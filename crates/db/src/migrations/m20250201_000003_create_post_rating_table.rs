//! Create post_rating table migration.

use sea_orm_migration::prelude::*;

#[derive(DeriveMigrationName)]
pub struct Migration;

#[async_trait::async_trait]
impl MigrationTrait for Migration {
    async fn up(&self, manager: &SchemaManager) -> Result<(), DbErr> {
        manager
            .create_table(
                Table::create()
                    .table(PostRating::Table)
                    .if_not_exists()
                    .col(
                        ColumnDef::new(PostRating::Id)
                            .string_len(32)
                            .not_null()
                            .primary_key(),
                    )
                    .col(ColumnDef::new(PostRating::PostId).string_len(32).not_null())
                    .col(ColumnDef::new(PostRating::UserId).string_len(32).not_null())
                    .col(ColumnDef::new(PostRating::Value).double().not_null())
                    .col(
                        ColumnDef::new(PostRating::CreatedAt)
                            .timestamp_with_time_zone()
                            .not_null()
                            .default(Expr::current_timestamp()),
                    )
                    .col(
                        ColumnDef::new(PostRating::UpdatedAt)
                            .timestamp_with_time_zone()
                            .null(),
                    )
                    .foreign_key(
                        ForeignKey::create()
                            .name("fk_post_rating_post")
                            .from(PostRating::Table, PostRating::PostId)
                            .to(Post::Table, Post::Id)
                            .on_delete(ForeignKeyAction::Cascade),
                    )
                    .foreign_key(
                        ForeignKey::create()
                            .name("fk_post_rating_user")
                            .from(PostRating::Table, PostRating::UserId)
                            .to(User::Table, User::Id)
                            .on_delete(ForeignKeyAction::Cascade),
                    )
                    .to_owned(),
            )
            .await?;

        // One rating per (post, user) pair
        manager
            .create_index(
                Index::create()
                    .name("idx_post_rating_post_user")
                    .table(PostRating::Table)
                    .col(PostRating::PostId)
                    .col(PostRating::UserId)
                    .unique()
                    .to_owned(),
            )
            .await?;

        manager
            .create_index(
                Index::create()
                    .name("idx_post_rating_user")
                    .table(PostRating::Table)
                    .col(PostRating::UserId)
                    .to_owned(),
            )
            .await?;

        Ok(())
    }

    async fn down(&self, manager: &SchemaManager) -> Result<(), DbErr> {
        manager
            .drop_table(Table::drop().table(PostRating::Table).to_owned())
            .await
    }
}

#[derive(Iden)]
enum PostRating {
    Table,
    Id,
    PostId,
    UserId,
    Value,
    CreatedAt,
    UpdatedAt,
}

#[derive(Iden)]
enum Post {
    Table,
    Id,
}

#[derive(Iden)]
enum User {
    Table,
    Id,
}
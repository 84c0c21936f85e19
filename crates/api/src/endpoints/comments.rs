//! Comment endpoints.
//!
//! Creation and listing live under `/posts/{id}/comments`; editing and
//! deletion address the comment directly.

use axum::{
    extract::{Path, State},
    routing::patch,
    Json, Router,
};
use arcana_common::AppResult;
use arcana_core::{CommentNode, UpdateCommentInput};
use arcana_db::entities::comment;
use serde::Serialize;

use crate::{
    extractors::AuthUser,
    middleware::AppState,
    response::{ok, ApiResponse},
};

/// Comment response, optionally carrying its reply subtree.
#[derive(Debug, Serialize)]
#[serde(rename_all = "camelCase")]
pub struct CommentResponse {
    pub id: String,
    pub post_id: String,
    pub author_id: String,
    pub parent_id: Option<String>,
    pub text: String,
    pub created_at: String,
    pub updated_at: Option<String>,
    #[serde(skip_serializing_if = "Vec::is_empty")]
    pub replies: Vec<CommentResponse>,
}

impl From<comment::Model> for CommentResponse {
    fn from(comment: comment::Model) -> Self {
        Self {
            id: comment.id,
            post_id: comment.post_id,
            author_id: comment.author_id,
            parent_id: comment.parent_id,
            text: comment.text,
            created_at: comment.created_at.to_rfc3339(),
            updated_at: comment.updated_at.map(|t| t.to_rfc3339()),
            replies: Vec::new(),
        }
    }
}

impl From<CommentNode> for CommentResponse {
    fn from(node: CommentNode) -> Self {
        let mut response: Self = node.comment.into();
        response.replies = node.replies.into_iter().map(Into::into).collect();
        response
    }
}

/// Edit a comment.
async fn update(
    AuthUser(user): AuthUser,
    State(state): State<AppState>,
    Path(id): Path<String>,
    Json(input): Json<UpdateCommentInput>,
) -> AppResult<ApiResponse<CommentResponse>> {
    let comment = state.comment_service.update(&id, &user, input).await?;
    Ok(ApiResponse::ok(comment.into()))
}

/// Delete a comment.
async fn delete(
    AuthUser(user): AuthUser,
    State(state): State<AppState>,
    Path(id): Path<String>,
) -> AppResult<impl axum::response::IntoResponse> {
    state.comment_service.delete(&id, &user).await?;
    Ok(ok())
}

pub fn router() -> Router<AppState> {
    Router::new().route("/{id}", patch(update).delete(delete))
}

====================

» DESCRIPTION OF THE TASK
Repeat each of the entries exactly as written.

» RESPONSE TO THIS EXERCISE
filename crates/db/src/migrations/m20250201_000003_create_post_rating_table.rs
//! Create post_rating table migration.

use sea_orm_migration::prelude::*;

#[derive(DeriveMigrationName)]
pub struct Migration;

#[async_trait::async_trait]
impl MigrationTrait for Migration {
    async fn up(&self, manager: &SchemaManager) -> Result<(), DbErr> {
        manager
            .create_table(
                Table::create()
                    .table(PostRating::Table)
                    .if_not_exists()
                    .col(
                        ColumnDef::new(PostRating::Id)
                            .string_len(32)
                            .not_null()
                            .primary_key(),
                    )
                    .col(ColumnDef::new(PostRating::PostId).string_len(32).not_null())
                    .col(ColumnDef::new(PostRating::UserId).string_len(32).not_null())
                    .col(ColumnDef::new(PostRating::Value).double().not_null())
                    .col(
                        ColumnDef::new(PostRating::CreatedAt)
                            .timestamp_with_time_zone()
                            .not_null()
                            .default(Expr::current_timestamp()),
                    )
                    .col(
                        ColumnDef::new(PostRating::UpdatedAt)
                            .timestamp_with_time_zone()
                            .null(),
                    )
                    .foreign_key(
                        ForeignKey::create()
                            .name("fk_post_rating_post")
                            .from(PostRating::Table, PostRating::PostId)
                            .to(Post::Table, Post::Id)
                            .on_delete(ForeignKeyAction::Cascade),
                    )
                    .foreign_key(
                        ForeignKey::create()
                            .name("fk_post_rating_user")
                            .from(PostRating::Table, PostRating::UserId)
                            .to(User::Table, User::Id)
                            .on_delete(ForeignKeyAction::Cascade),
                    )
                    .to_owned(),
            )
            .await?;

        // One rating per (post, user) pair
        manager
            .create_index(
                Index::create()
                    .name("idx_post_rating_post_user")
                    .table(PostRating::Table)
                    .col(PostRating::PostId)
                    .col(PostRating::UserId)
                    .unique()
                    .to_owned(),
            )
            .await?;

        manager
            .create_index(
                Index::create()
                    .name("idx_post_rating_user")
                    .table(PostRating::Table)
                    .col(PostRating::UserId)
                    .to_owned(),
            )
            .await?;

        Ok(())
    }

    async fn down(&self, manager: &SchemaManager) -> Result<(), DbErr> {
        manager
            .drop_table(Table::drop().table(PostRating::Table).to_owned())
            .await
    }
}

#[derive(Iden)]
enum PostRating {
    Table,
    Id,
    PostId,
    UserId,
    Value,
    CreatedAt,
    UpdatedAt,
}

#[derive(Iden)]
enum Post {
    Table,
    Id,
}

#[derive(Iden)]
enum User {
    Table,
    Id,
}
repository 84c0c21936f85e19
filename crates/api/src/endpoints/comments.rs
//! Comment endpoints.
//!
//! Creation and listing live under `/posts/{id}/comments`; editing and
//! deletion address the comment directly.

use axum::{
    extract::{Path, State},
    routing::patch,
    Json, Router,
};
use arcana_common::AppResult;
use arcana_core::{CommentNode, UpdateCommentInput};
use arcana_db::entities::comment;
use serde::Serialize;

use crate::{
    extractors::AuthUser,
    middleware::AppState,
    response::{ok, ApiResponse},
};

/// Comment response, optionally carrying its reply subtree.
#[derive(Debug, Serialize)]
#[serde(rename_all = "camelCase")]
pub struct CommentResponse {
    pub id: String,
    pub post_id: String,
    pub author_id: String,
    pub parent_id: Option<String>,
    pub text: String,
    pub created_at: String,
    pub updated_at: Option<String>,
    #[serde(skip_serializing_if = "Vec::is_empty")]
    pub replies: Vec<CommentResponse>,
}

impl From<comment::Model> for CommentResponse {
    fn from(comment: comment::Model) -> Self {
        Self {
            id: comment.id,
            post_id: comment.post_id,
            author_id: comment.author_id,
            parent_id: comment.parent_id,
            text: comment.text,
            created_at: comment.created_at.to_rfc3339(),
            updated_at: comment.updated_at.map(|t| t.to_rfc3339()),
            replies: Vec::new(),
        }
    }
}

impl From<CommentNode> for CommentResponse {
    fn from(node: CommentNode) -> Self {
        let mut response: Self = node.comment.into();
        response.replies = node.replies.into_iter().map(Into::into).collect();
        response
    }
}

/// Edit a comment.
async fn update(
    AuthUser(user): AuthUser,
    State(state): State<AppState>,
    Path(id): Path<String>,
    Json(input): Json<UpdateCommentInput>,
) -> AppResult<ApiResponse<CommentResponse>> {
    let comment = state.comment_service.update(&id, &user, input).await?;
    Ok(ApiResponse::ok(comment.into()))
}

/// Delete a comment.
async fn delete(
    AuthUser(user): AuthUser,
    State(state): State<AppState>,
    Path(id): Path<String>,
) -> AppResult<impl axum::response::IntoResponse> {
    state.comment_service.delete(&id, &user).await?;
    Ok(ok())
}

pub fn router() -> Router<AppState> {
    Router::new().route("/{id}", patch(update).delete(delete))
}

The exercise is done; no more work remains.